What is a NEURON equivalent of a point-neuron?

Post by mi2n »

It is possible to define a dimensionless point neuron without using NEURON simulation environment as below:

Code: Select all


import numpy as np
from scipy.integrate import solve_ivp

# Define the Hodgkin-Huxley model parameters
Cm = 1.0   # membrane capacitance (uF/cm^2)
gNa = 120.0   # maximum sodium conductance (mS/cm^2)
ENa = 50.0    # sodium reversal potential (mV)
gK = 36.0     # maximum potassium conductance (mS/cm^2)
EK = -77.0    # potassium reversal potential (mV)
gL = 0.3      # maximum leak conductance (mS/cm^2)
EL = -54.387  # leak reversal potential (mV)

# Define the Hodgkin-Huxley model equations
def hh_model(t, y, I):
    V, m, h, n = y

    # Calculate the gating variable time constants
    alpha_m = 0.1 * (V + 40.0) / (1.0 - np.exp(-0.1 * (V + 40.0)))
    beta_m = 4.0 * np.exp(-0.0556 * (V + 65.0))
    alpha_h = 0.07 * np.exp(-0.05 * (V + 65.0))
    beta_h = 1.0 / (1.0 + np.exp(-0.1 * (V + 35.0)))
    alpha_n = 0.01 * (V + 55.0) / (1.0 - np.exp(-0.1 * (V + 55.0)))
    beta_n = 0.125 * np.exp(-0.0125 * (V + 65.0))

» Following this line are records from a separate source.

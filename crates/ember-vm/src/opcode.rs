//! OpCode definitions for the Ember VM
//!
//! Instructions are a one-byte opcode followed by a fixed operand layout:
//!
//! - `u8`: short constant index, call argument count, interpolation count
//! - `u16`: big-endian constant index (names, long constants), local slot,
//!   element count, or relative jump offset
//!
//! Jump offsets are unsigned and measured from the byte after the operand;
//! `Loop` jumps backward, every other jump forward.

use std::fmt;

/// Virtual machine instruction
#[derive(Debug, Clone, Copy, PartialEq, Eq, Hash)]
#[repr(u8)]
pub enum OpCode {
    // ===== Control =====
    /// Return top of stack from the current frame
    Return = 0,

    // ===== Constants =====
    /// Push K[u8]
    Constant = 1,
    /// Push K[u16]
    ConstantLong = 2,

    // ===== Arithmetic =====
    /// Negate the number on top
    Negate = 3,
    /// a + b: numbers, string concatenation, in-place array append
    Add = 4,
    Subtract = 5,
    Multiply = 6,
    Divide = 7,
    /// a ^ b
    Power = 8,
    /// Signed remainder (truncating), not floored modulo
    Modulo = 9,

    // ===== Literals =====
    False = 10,
    True = 11,
    Nil = 12,

    // ===== Logic =====
    /// Push !truthy(top)
    Not = 13,
    /// top + 1
    Increment = 14,
    /// top - 1
    Decrement = 15,

    // ===== Comparison =====
    Equal = 16,
    /// Pop b, pop a, push a > b
    Greater = 17,
    /// Pop b, pop a, push a < b
    Less = 18,

    // ===== Stack =====
    Pop = 19,

    // ===== Variables =====
    /// scope[K[u16]] = pop
    DefineGlobal = 20,
    /// push scope[K[u16]], error if absent
    GetGlobal = 21,
    /// Like DefineGlobal, and records the name as exported
    ExportGlobal = 22,
    /// scope[K[u16]] = peek, error if absent
    SetGlobal = 23,
    /// push stack[base + u16]
    GetLocal = 24,
    /// stack[base + u16] = peek
    SetLocal = 25,

    // ===== Jumps =====
    /// Jump forward u16 if top is falsey (top stays on the stack)
    JumpIfFalse = 26,
    /// Jump forward u16
    Jump = 27,
    /// Jump backward u16
    Loop = 28,

    // ===== Functions =====
    /// Call stack[top - u8 - 1] with u8 arguments
    Call = 29,

    // ===== Collections =====
    /// Pop u16 values into a new array
    CreateList = 30,
    /// [seq, index] -> seq[index]
    SubscriptRead = 31,
    /// [seq, index, value] -> value, after seq[index] = value
    SubscriptWrite = 32,
    /// [array, from, to] -> array[from..to]
    SliceArray = 33,

    // ===== Classes =====
    /// Push a new class named K[u16]
    Class = 34,
    /// Replace the receiver with its property K[u16]
    GetProperty = 35,
    /// [instance, value] -> value, after instance.K[u16] = value
    SetProperty = 36,
    /// Define method K[u16] (top) on the class below it, pop the method
    Method = 37,

    // ===== Exceptions =====
    /// Reserved; executes as a no-op
    Throw = 38,

    // ===== Functions =====
    /// Fused GetProperty K[u16] + Call u8
    Invoke = 39,

    // ===== Strings =====
    /// Pop u8 fragments, push their concatenation
    StringInterp = 40,

    // ===== Modules =====
    /// Import module K[u16]
    ImportModule = 41,
    /// Import module K[u16] under the alias K[u16]
    ImportModuleAs = 42,

    // ===== Iteration =====
    /// Advance the [var, seq, cursor] window, or jump forward u16 once exhausted
    Iter = 43,
    /// [from, to] -> from..to
    CreateRange = 44,

    // ===== Async =====
    /// Pop a duration in milliseconds and park the fiber until it elapses
    Await = 45,
}

/// Operand layout following an opcode byte
#[derive(Debug, Clone, Copy, PartialEq, Eq)]
pub enum Operands {
    None,
    /// One byte (short constant, argument count, fragment count)
    Byte,
    /// One big-endian u16 (constant, slot, count)
    Short,
    /// One big-endian u16 jump offset
    Jump,
    /// Two u16 constants
    ShortShort,
    /// u16 constant then u8 argument count
    ShortByte,
}

impl Operands {
    /// Size of the operand bytes
    pub fn width(self) -> usize {
        match self {
            Operands::None => 0,
            Operands::Byte => 1,
            Operands::Short | Operands::Jump => 2,
            Operands::ShortByte => 3,
            Operands::ShortShort => 4,
        }
    }
}

impl OpCode {
    pub fn from_u8(byte: u8) -> Option<Self> {
        match byte {
            0 => Some(OpCode::Return),
            1 => Some(OpCode::Constant),
            2 => Some(OpCode::ConstantLong),
            3 => Some(OpCode::Negate),
            4 => Some(OpCode::Add),
            5 => Some(OpCode::Subtract),
            6 => Some(OpCode::Multiply),
            7 => Some(OpCode::Divide),
            8 => Some(OpCode::Power),
            9 => Some(OpCode::Modulo),
            10 => Some(OpCode::False),
            11 => Some(OpCode::True),
            12 => Some(OpCode::Nil),
            13 => Some(OpCode::Not),
            14 => Some(OpCode::Increment),
            15 => Some(OpCode::Decrement),
            16 => Some(OpCode::Equal),
            17 => Some(OpCode::Greater),
            18 => Some(OpCode::Less),
            19 => Some(OpCode::Pop),
            20 => Some(OpCode::DefineGlobal),
            21 => Some(OpCode::GetGlobal),
            22 => Some(OpCode::ExportGlobal),
            23 => Some(OpCode::SetGlobal),
            24 => Some(OpCode::GetLocal),
            25 => Some(OpCode::SetLocal),
            26 => Some(OpCode::JumpIfFalse),
            27 => Some(OpCode::Jump),
            28 => Some(OpCode::Loop),
            29 => Some(OpCode::Call),
            30 => Some(OpCode::CreateList),
            31 => Some(OpCode::SubscriptRead),
            32 => Some(OpCode::SubscriptWrite),
            33 => Some(OpCode::SliceArray),
            34 => Some(OpCode::Class),
            35 => Some(OpCode::GetProperty),
            36 => Some(OpCode::SetProperty),
            37 => Some(OpCode::Method),
            38 => Some(OpCode::Throw),
            39 => Some(OpCode::Invoke),
            40 => Some(OpCode::StringInterp),
            41 => Some(OpCode::ImportModule),
            42 => Some(OpCode::ImportModuleAs),
            43 => Some(OpCode::Iter),
            44 => Some(OpCode::CreateRange),
            45 => Some(OpCode::Await),
            _ => None,
        }
    }

    #[inline]
    pub fn as_u8(self) -> u8 {
        self as u8
    }

    /// Operand layout of this opcode
    pub fn operands(self) -> Operands {
        match self {
            OpCode::Constant | OpCode::Call | OpCode::StringInterp => Operands::Byte,
            OpCode::ConstantLong
            | OpCode::DefineGlobal
            | OpCode::GetGlobal
            | OpCode::ExportGlobal
            | OpCode::SetGlobal
            | OpCode::GetLocal
            | OpCode::SetLocal
            | OpCode::CreateList
            | OpCode::Class
            | OpCode::GetProperty
            | OpCode::SetProperty
            | OpCode::Method
            | OpCode::ImportModule => Operands::Short,
            OpCode::JumpIfFalse | OpCode::Jump | OpCode::Loop | OpCode::Iter => Operands::Jump,
            OpCode::ImportModuleAs => Operands::ShortShort,
            OpCode::Invoke => Operands::ShortByte,
            _ => Operands::None,
        }
    }

    pub fn name(self) -> &'static str {
        match self {
            OpCode::Return => "RETURN",
            OpCode::Constant => "CONSTANT",
            OpCode::ConstantLong => "CONSTANT_LONG",
            OpCode::Negate => "NEGATE",
            OpCode::Add => "ADD",
            OpCode::Subtract => "SUBTRACT",
            OpCode::Multiply => "MULTIPLY",
            OpCode::Divide => "DIVIDE",
            OpCode::Power => "POWER",
            OpCode::Modulo => "MODULO",
            OpCode::False => "FALSE",
            OpCode::True => "TRUE",
            OpCode::Nil => "NIL",
            OpCode::Not => "NOT",
            OpCode::Increment => "INCREMENT",
            OpCode::Decrement => "DECREMENT",
            OpCode::Equal => "EQUAL",
            OpCode::Greater => "GREATER",
            OpCode::Less => "LESS",
            OpCode::Pop => "POP",
            OpCode::DefineGlobal => "DEFINE_GLOBAL",
            OpCode::GetGlobal => "GET_GLOBAL",
            OpCode::ExportGlobal => "EXPORT_GLOBAL",
            OpCode::SetGlobal => "SET_GLOBAL",
            OpCode::GetLocal => "GET_LOCAL",
            OpCode::SetLocal => "SET_LOCAL",
            OpCode::JumpIfFalse => "JUMP_IF_FALSE",
            OpCode::Jump => "JUMP",
            OpCode::Loop => "LOOP",
            OpCode::Call => "CALL",
            OpCode::CreateList => "CREATE_LIST",
            OpCode::SubscriptRead => "SUBSCRIPT_READ",
            OpCode::SubscriptWrite => "SUBSCRIPT_WRITE",
            OpCode::SliceArray => "SLICE_ARRAY",
            OpCode::Class => "CLASS",
            OpCode::GetProperty => "GET_PROPERTY",
            OpCode::SetProperty => "SET_PROPERTY",
            OpCode::Method => "METHOD",
            OpCode::Throw => "THROW",
            OpCode::Invoke => "INVOKE",
            OpCode::StringInterp => "STRING_INTERP",
            OpCode::ImportModule => "IMPORT_MODULE",
            OpCode::ImportModuleAs => "IMPORT_MODULE_AS",
            OpCode::Iter => "ITER",
            OpCode::CreateRange => "CREATE_RANGE",
            OpCode::Await => "AWAIT",
        }
    }
}

impl fmt::Display for OpCode {
    fn fmt(&self, f: &mut fmt::Formatter<'_>) -> fmt::Result {
        write!(f, "{}", self.name())
    }
}

/// Operand encoding/decoding utilities
pub mod instruction {
    /// Encode a u16 operand (big-endian)
    #[inline]
    pub fn encode_u16(value: u16) -> [u8; 2] {
        value.to_be_bytes()
    }

    /// Decode a big-endian u16 operand at `offset`
    #[inline]
    pub fn decode_u16(code: &[u8], offset: usize) -> Option<u16> {
        let hi = *code.get(offset)?;
        let lo = *code.get(offset + 1)?;
        Some(u16::from_be_bytes([hi, lo]))
    }
}

#[cfg(test)]
mod tests {
    use super::*;
    use instruction::*;

    #[test]
    fn test_opcode_conversion() {
        assert_eq!(OpCode::Add.as_u8(), 4);
        assert_eq!(OpCode::from_u8(4), Some(OpCode::Add));
        assert_eq!(OpCode::from_u8(45), Some(OpCode::Await));
        assert_eq!(OpCode::from_u8(46), None);
    }

    #[test]
    fn test_every_byte_roundtrips() {
        for byte in 0..=u8::MAX {
            if let Some(op) = OpCode::from_u8(byte) {
                assert_eq!(op.as_u8(), byte, "{}", op);
            }
        }
    }

    #[test]
    fn test_operand_widths() {
        assert_eq!(OpCode::Constant.operands().width(), 1);
        assert_eq!(OpCode::ConstantLong.operands().width(), 2);
        assert_eq!(OpCode::Loop.operands(), Operands::Jump);
        assert_eq!(OpCode::ImportModuleAs.operands().width(), 4);
        assert_eq!(OpCode::Invoke.operands().width(), 3);
        assert_eq!(OpCode::Add.operands().width(), 0);
    }

    #[test]
    fn test_u16_is_big_endian() {
        assert_eq!(encode_u16(0x1234), [0x12, 0x34]);
        assert_eq!(decode_u16(&[0x00, 0x12, 0x34], 1), Some(0x1234));
        assert_eq!(decode_u16(&[0x12], 0), None);
    }
}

    # Calculate the membrane currents
    INa = gNa * m**3 * h * (V - ENa)
    IK = gK * n**4 * (V - EK)
    IL = gL * (V - EL)
    dVdt = (I - INa - IK - IL) / Cm

    # Calculate the gating variable changes
    dmdt = alpha_m * (1.0 - m) - beta_m * m
    dhdt = alpha_h * (1.0 - h) - beta_h * h
    dndt = alpha_n * (1.0 - n) - beta_n * n

    return [dVdt, dmdt, dhdt, dndt]

# Set the initial conditions and input current
y0 = [-65.0, 0.05, 0.6, 0.32]
I = 10.0   # input current (uA/cm^2)

# Set the time range for the simulation
t_start = 0.0
t_end = 100.0
dt = 0.01
t_span = np.arange(t_start, t_end+dt, dt)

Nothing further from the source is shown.